Les analystes s'interrogent sur la voie à suivre pour Apple dans un marché de plus en plus dominé par l'IA. Les commentaires de Gil Luria résument le scepticisme ambiant :

« Bien que nous ayons été initialement enthousiasmés par les perspectives du rôle d'Apple dans l'écosystème de l'IA et le potentiel d'un cycle de mise à niveau majeur, il est devenu clair qu'aucun des deux ne devrait se concrétiser à court terme. »

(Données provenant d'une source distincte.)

//! Chat session
//!
//! Conversation state for the loaded model: the system prompt plus the
//! accumulated turns. The session never owns engine resources; it is handed
//! the context it is bound to on every call.

use crate::inference::engine::{EngineError, GenerationParams, InferenceContext};
use crate::types::ChatMessage;
use uuid::Uuid;

pub struct ChatSession {
    id: Uuid,
    system_prompt: String,
    history: Vec<ChatMessage>,
    max_history: usize,
}

impl ChatSession {
    pub fn new(system_prompt: impl Into<String>, max_history: usize) -> Self {
        Self {
            id: Uuid::new_v4(),
            system_prompt: system_prompt.into(),
            history: Vec::new(),
            max_history: max_history.max(2),
        }
    }

    pub fn id(&self) -> Uuid {
        self.id
    }

    pub fn system_prompt(&self) -> &str {
        &self.system_prompt
    }

    pub fn history(&self) -> &[ChatMessage] {
        &self.history
    }

    /// Forget the conversation, keeping the system prompt
    pub fn reset(&mut self) {
        self.history.clear();
    }

    /// Send a user turn and record both sides of the exchange
    pub fn prompt(
        &mut self,
        context: &mut dyn InferenceContext,
        user: &str,
        params: &GenerationParams,
        on_token: &mut dyn FnMut(&str),
    ) -> Result<String, EngineError> {
        let mut messages = self.base_messages();
        messages.extend(self.history.iter().cloned());
        messages.push(ChatMessage::user(user));

        let reply = context.generate(&messages, params, on_token)?;

        self.history.push(ChatMessage::user(user));
        self.history.push(ChatMessage::assistant(reply.clone()));
        self.trim_history();
        Ok(reply)
    }

    /// One-shot prompt that leaves the conversation untouched
    pub fn prompt_isolated(
        &self,
        context: &mut dyn InferenceContext,
        user: &str,
        params: &GenerationParams,
    ) -> Result<String, EngineError> {
        let mut messages = self.base_messages();
        messages.push(ChatMessage::user(user));
        context.generate(&messages, params, &mut |_| {})
    }

    fn base_messages(&self) -> Vec<ChatMessage> {
        if self.system_prompt.trim().is_empty() {
            Vec::new()
        } else {
            vec![ChatMessage::system(self.system_prompt.clone())]
        }
    }

    fn trim_history(&mut self) {
        if self.history.len() > self.max_history {
            let excess = self.history.len() - self.max_history;
            self.history.drain(..excess);
        }
    }
}
//! Dashboard API Handlers

use axum::{
    Json,
    extract::{Path, Query, State},
};
use serde::Deserialize;
use shared::models::{AccountApplication, ApplicationStatus, DashboardOverview, StatCard};
use shared::request::{PageQuery, SortOrder};
use shared::{ApiResponse, PaginatedResponse};

use crate::core::AppState;
use crate::dashboard::ApplicationFilters;
use crate::dashboard::service;
use crate::utils::AppResult;

/// GET /api/dashboard/statistics - 统计卡片
pub async fn statistics(State(state): State<AppState>) -> AppResult<ApiResponse<Vec<StatCard>>> {
    Ok(ApiResponse::ok(service::statistics(&state.db).await))
}

/// 账号申请列表查询参数
#[derive(Debug, Deserialize)]
#[serde(rename_all = "camelCase")]
pub struct ApplicationListQuery {
    pub page: Option<u32>,
    pub limit: Option<u32>,
    pub status: Option<ApplicationStatus>,
    pub region: Option<String>,
    #[serde(rename = "type")]
    pub kind: Option<String>,
    pub sort_order: Option<SortOrder>,
}

/// GET /api/dashboard/applications - 账号申请列表
pub async fn list_applications(
    State(state): State<AppState>,
    Query(query): Query<ApplicationListQuery>,
) -> AppResult<ApiResponse<PaginatedResponse<AccountApplication>>> {
    let page = PageQuery {
        page: query.page,
        limit: query.limit,
    };
    let filters = ApplicationFilters {
        status: query.status,
        region: query.region,
        kind: query.kind,
    };
    let result = service::list_applications(
        &state.db,
        &filters,
        query.sort_order.unwrap_or(SortOrder::Desc),
        page.page(),
        page.limit(),
    )
    .await;
    Ok(ApiResponse::ok(result))
}

/// 申请状态更新请求
#[derive(Debug, Deserialize)]
pub struct UpdateStatusRequest {
    pub status: ApplicationStatus,
}

/// PUT /api/dashboard/applications/{id}/status - 更新申请状态
pub async fn update_application_status(
    State(state): State<AppState>,
    Path(id): Path<u64>,
    Json(payload): Json<UpdateStatusRequest>,
) -> AppResult<ApiResponse<AccountApplication>> {
    let application = service::update_application_status(&state.db, id, payload.status).await?;
    Ok(ApiResponse::ok_with_message(application, "Status updated"))
}

/// GET /api/dashboard/overview - 仪表板概览
pub async fn overview(State(state): State<AppState>) -> AppResult<ApiResponse<DashboardOverview>> {
    Ok(ApiResponse::ok(service::overview(&state.db).await))
}
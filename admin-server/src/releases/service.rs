//! 版本与部署跟踪服务

use chrono::Utc;
use serde::Deserialize;
use shared::PaginatedResponse;
use shared::models::{
    Deployment, DeploymentCreate, DeploymentStatus, Release, ReleaseCreate, ReleasePriority,
    ReleaseStatus, ReleaseUpdate, TestStatus,
};
use shared::request::SortOrder;
use shared::{AppError, ErrorCode};

use crate::db::Database;
use crate::utils::AppResult;
use crate::utils::validation::{self, MAX_DESCRIPTION_LEN, MAX_NAME_LEN, validate_optional_text, validate_required_text};

/// 版本列表筛选条件 (具名字段精确匹配)
#[derive(Debug, Clone, Default, Deserialize)]
pub struct ReleaseFilters {
    pub status: Option<ReleaseStatus>,
    pub priority: Option<ReleasePriority>,
    pub developer: Option<String>,
}

/// 部署列表筛选条件
#[derive(Debug, Clone, Default, Deserialize)]
pub struct DeploymentFilters {
    pub environment: Option<String>,
    pub status: Option<DeploymentStatus>,
    pub version: Option<String>,
}

fn check_version(version: &str) -> AppResult<()> {
    if validation::is_valid_version(version) {
        Ok(())
    } else {
        Err(AppError::new(ErrorCode::VersionFormatInvalid))
    }
}

fn sort_releases(releases: &mut [Release], sort_by: &str, order: SortOrder) {
    releases.sort_by(|a, b| {
        let ordering = match sort_by {
            "releaseDate" => a.release_date.cmp(&b.release_date),
            "version" => a.version.cmp(&b.version),
            "updatedAt" => a.updated_at.cmp(&b.updated_at),
            _ => a.created_at.cmp(&b.created_at),
        };
        match order {
            SortOrder::Asc => ordering,
            SortOrder::Desc => ordering.reverse(),
        }
    });
}

/// 获取版本列表 (筛选 + 排序 + 分页)
pub async fn list_releases(
    db: &Database,
    filters: &ReleaseFilters,
    sort_by: &str,
    order: SortOrder,
    page: u32,
    limit: u32,
) -> PaginatedResponse<Release> {
    let store = db.releases.read().await;
    let mut releases: Vec<Release> = store
        .releases
        .iter()
        .filter(|r| filters.status.is_none_or(|s| r.status == s))
        .filter(|r| filters.priority.is_none_or(|p| r.priority == p))
        .filter(|r| filters.developer.as_ref().is_none_or(|d| &r.developer == d))
        .cloned()
        .collect();
    sort_releases(&mut releases, sort_by, order);
    PaginatedResponse::paginate(releases, page, limit)
}

/// 获取单个版本
pub async fn get_release(db: &Database, id: u64) -> AppResult<Release> {
    let store = db.releases.read().await;
    store
        .release(id)
        .cloned()
        .ok_or_else(|| AppError::not_found(ErrorCode::ReleaseNotFound, format!("Release {id}")))
}

/// 创建版本
pub async fn create_release(db: &Database, data: ReleaseCreate) -> AppResult<Release> {
    validate_required_text(&data.name, "name", MAX_NAME_LEN)?;
    validate_required_text(&data.developer, "developer", MAX_NAME_LEN)?;
    validate_optional_text(&data.description, "description", MAX_DESCRIPTION_LEN)?;
    check_version(&data.version)?;

    let mut store = db.releases.write().await;
    if store.release_by_version(&data.version).is_some() {
        return Err(AppError::new(ErrorCode::VersionExists));
    }

    let now = Utc::now();
    let release = Release {
        id: store.next_release_id(),
        version: data.version,
        name: data.name,
        description: data.description.unwrap_or_default(),
        release_date: data.release_date,
        status: ReleaseStatus::InDevelopment,
        priority: data.priority.unwrap_or(ReleasePriority::Medium),
        developer: data.developer,
        test_status: TestStatus::NotTested,
        rollback_version: None,
        created_at: now,
        updated_at: now,
    };
    store.releases.push(release.clone());

    tracing::info!(release_id = release.id, version = %release.version, "release created");
    Ok(release)
}

/// 更新版本
pub async fn update_release(db: &Database, id: u64, data: ReleaseUpdate) -> AppResult<Release> {
    let mut store = db.releases.write().await;

    if let Some(version) = &data.version {
        check_version(version)?;
        if store
            .releases
            .iter()
            .any(|r| r.id != id && &r.version == version)
        {
            return Err(AppError::new(ErrorCode::VersionExists));
        }
    }

    let entry = store
        .release_mut(id)
        .ok_or_else(|| AppError::not_found(ErrorCode::ReleaseNotFound, format!("Release {id}")))?;

    if let Some(version) = data.version {
        entry.version = version;
    }
    if let Some(name) = data.name {
        entry.name = name;
    }
    if let Some(description) = data.description {
        entry.description = description;
    }
    if let Some(release_date) = data.release_date {
        entry.release_date = release_date;
    }
    if let Some(status) = data.status {
        entry.status = status;
    }
    if let Some(priority) = data.priority {
        entry.priority = priority;
    }
    if let Some(developer) = data.developer {
        entry.developer = developer;
    }
    if let Some(test_status) = data.test_status {
        entry.test_status = test_status;
    }
    entry.updated_at = Utc::now();

    Ok(entry.clone())
}

/// 删除版本；已发布的版本不可删除
pub async fn delete_release(db: &Database, id: u64) -> AppResult<()> {
    let mut store = db.releases.write().await;
    let index = store
        .releases
        .iter()
        .position(|r| r.id == id)
        .ok_or_else(|| AppError::not_found(ErrorCode::ReleaseNotFound, format!("Release {id}")))?;

    if store.releases[index].status == ReleaseStatus::Released {
        return Err(AppError::new(ErrorCode::ReleasePublished));
    }

    store.releases.remove(index);
    tracing::info!(release_id = id, "release deleted");
    Ok(())
}

/// 版本回滚；目标版本必须存在
pub async fn rollback_release(
    db: &Database,
    id: u64,
    rollback_version: &str,
) -> AppResult<Release> {
    let mut store = db.releases.write().await;

    if store.release(id).is_none() {
        return Err(AppError::not_found(
            ErrorCode::ReleaseNotFound,
            format!("Release {id}"),
        ));
    }
    if store.release_by_version(rollback_version).is_none() {
        return Err(AppError::with_message(
            ErrorCode::RollbackTargetMissing,
            format!("Rollback target {rollback_version} does not exist"),
        ));
    }

    let entry = store
        .release_mut(id)
        .ok_or_else(|| AppError::not_found(ErrorCode::ReleaseNotFound, format!("Release {id}")))?;
    entry.status = ReleaseStatus::RolledBack;
    entry.rollback_version = Some(rollback_version.to_string());
    entry.updated_at = Utc::now();

    tracing::info!(release_id = id, rollback_version, "release rolled back");
    Ok(entry.clone())
}

/// 获取部署列表 (筛选 + 排序 + 分页)
pub async fn list_deployments(
    db: &Database,
    filters: &DeploymentFilters,
    order: SortOrder,
    page: u32,
    limit: u32,
) -> PaginatedResponse<Deployment> {
    let store = db.releases.read().await;
    let mut deployments: Vec<Deployment> = store
        .deployments
        .iter()
        .filter(|d| {
            filters
                .environment
                .as_ref()
                .is_none_or(|e| &d.environment == e)
        })
        .filter(|d| filters.status.is_none_or(|s| d.status == s))
        .filter(|d| filters.version.as_ref().is_none_or(|v| &d.version == v))
        .cloned()
        .collect();
    deployments.sort_by(|a, b| match order {
        SortOrder::Asc => a.deploy_time.cmp(&b.deploy_time),
        SortOrder::Desc => b.deploy_time.cmp(&a.deploy_time),
    });
    PaginatedResponse::paginate(deployments, page, limit)
}

/// 创建部署任务；部署的版本必须已登记
pub async fn create_deployment(db: &Database, data: DeploymentCreate) -> AppResult<Deployment> {
    validate_required_text(&data.environment, "environment", MAX_NAME_LEN)?;
    validate_required_text(&data.operator, "operator", MAX_NAME_LEN)?;

    let mut store = db.releases.write().await;
    if store.release_by_version(&data.version).is_none() {
        return Err(AppError::not_found(
            ErrorCode::ReleaseNotFound,
            format!("Release {}", data.version),
        ));
    }

    let now = Utc::now();
    let deployment = Deployment {
        id: store.next_deployment_id(),
        environment: data.environment,
        version: data.version,
        deploy_time: now,
        status: DeploymentStatus::InProgress,
        progress: 0,
        operator: data.operator,
        duration: "0m".to_string(),
        logs: vec!["Starting deployment...".to_string()],
        created_at: now,
        updated_at: now,
    };
    store.deployments.push(deployment.clone());

    tracing::info!(
        deployment_id = deployment.id,
        version = %deployment.version,
        environment = %deployment.environment,
        "deployment created"
    );
    Ok(deployment)
}
//! Server Implementation
//!
//! HTTP 服务器组装和启动

use axum::{Router, middleware};
use http::HeaderValue;
use http::header::{AUTHORIZATION, CONTENT_TYPE};
use http::method::Method;
use tower_http::cors::CorsLayer;
use tower_http::trace::TraceLayer;

use crate::api;
use crate::auth::require_auth;
use crate::core::{AppState, Config};

/// 组装完整路由
///
/// 所有 `/api/` 路由 (除登录外) 经过认证中间件；集成测试直接驱动这里
/// 返回的 Router。
pub fn build_router(state: AppState) -> Router {
    let allowed_origin = state
        .config
        .cors_origin
        .parse::<HeaderValue>()
        .unwrap_or_else(|_| HeaderValue::from_static("http://localhost:5173"));

    let cors = CorsLayer::new()
        .allow_origin(allowed_origin)
        .allow_methods([
            Method::GET,
            Method::POST,
            Method::PUT,
            Method::DELETE,
            Method::OPTIONS,
        ])
        .allow_headers([CONTENT_TYPE, AUTHORIZATION]);

    Router::new()
        .merge(api::health::router())
        .merge(api::auth::router())
        .merge(api::members::router())
        .merge(api::projects::router())
        .merge(api::releases::router())
        .merge(api::dashboard::router())
        .layer(middleware::from_fn_with_state(state.clone(), require_auth))
        .layer(cors)
        .layer(TraceLayer::new_for_http())
        .with_state(state)
}

/// HTTP Server
pub struct Server {
    config: Config,
    state: Option<AppState>,
}

impl Server {
    pub fn new(config: Config) -> Self {
        Self {
            config,
            state: None,
        }
    }

    /// Create server with existing state (for sharing with tests/tools)
    pub fn with_state(config: Config, state: AppState) -> Self {
        Self {
            config,
            state: Some(state),
        }
    }

    pub async fn run(&self) -> anyhow::Result<()> {
        let state = match &self.state {
            Some(s) => s.clone(),
            None => AppState::initialize(&self.config),
        };

        let router = build_router(state);

        let addr = std::net::SocketAddr::from(([0, 0, 0, 0], self.config.http_port));
        tracing::info!("CrmPlus admin server starting on {}", addr);
        tracing::info!("  environment : {}", self.config.environment);
        tracing::info!("  api root    : http://localhost:{}/api", self.config.http_port);
        tracing::info!("  health      : http://localhost:{}/health", self.config.http_port);

        let listener = tokio::net::TcpListener::bind(addr).await?;

        axum::serve(listener, router)
            .with_graceful_shutdown(async {
                let _ = tokio::signal::ctrl_c().await;
                tracing::info!("Shutting down...");
            })
            .await?;

        Ok(())
    }
}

Ce sentiment est partagé par d'autres qui suggèrent que l'approche prudente d'Apple en matière d'IA, axée sur la confidentialité, bien que stratégique, pourrait la faire prendre du retard sur ses concurrents en matière de monétisation de la révolution de l'IA. Certains avertissent que sans des percées majeures en IA au cours des deux prochaines années, Apple risque de perdre son avantage concurrentiel.

Perspectives d'avenir

L'avenir immédiat d'Apple dépend de sa capacité à démontrer une innovation convaincante, en particulier dans le domaine de l'IA. Bien qu'Apple ait confirmé des investissements significatifs dans l'infrastructure et le personnel de l'IA, y compris sept acquisitions liées à l'IA en 2025, et ait rapporté des discussions avec des développeurs d'IA tels qu'Anthropic et OpenAI, le déploiement échelonné d'Apple Intelligence et le retard d'une mise à niveau entièrement contextuelle de Siri jusqu'en 2026 présentent des défis à court terme. Les investisseurs suivront de près les développements concrets qui pourront justifier sa valorisation premium et relancer la croissance. La capacité de l'entreprise à équilibrer ses engagements en matière de confidentialité avec un déploiement rapide de l'IA sera essentielle pour maintenir son leadership sur le marché et la confiance des investisseurs dans le paysage technologique en évolution. Malgré le scepticisme ambiant, certains analystes, tels que Dan Ives de Wedbush, maintiennent une perspective optimiste, prévoyant un « super cycle » pour Apple au cours des 12 à 18 prochains mois, tiré par une large base d'utilisateurs avec des appareils plus anciens en attente de mises à niveau et l'attrait éventuel de nouvelles fonctionnalités alimentées par l'IA. La large fourchette des objectifs de cours des analystes, de 200 $ à 290 $, souligne les points de vue divergents et le débat en cours concernant le profil risque-rendement d'Apple.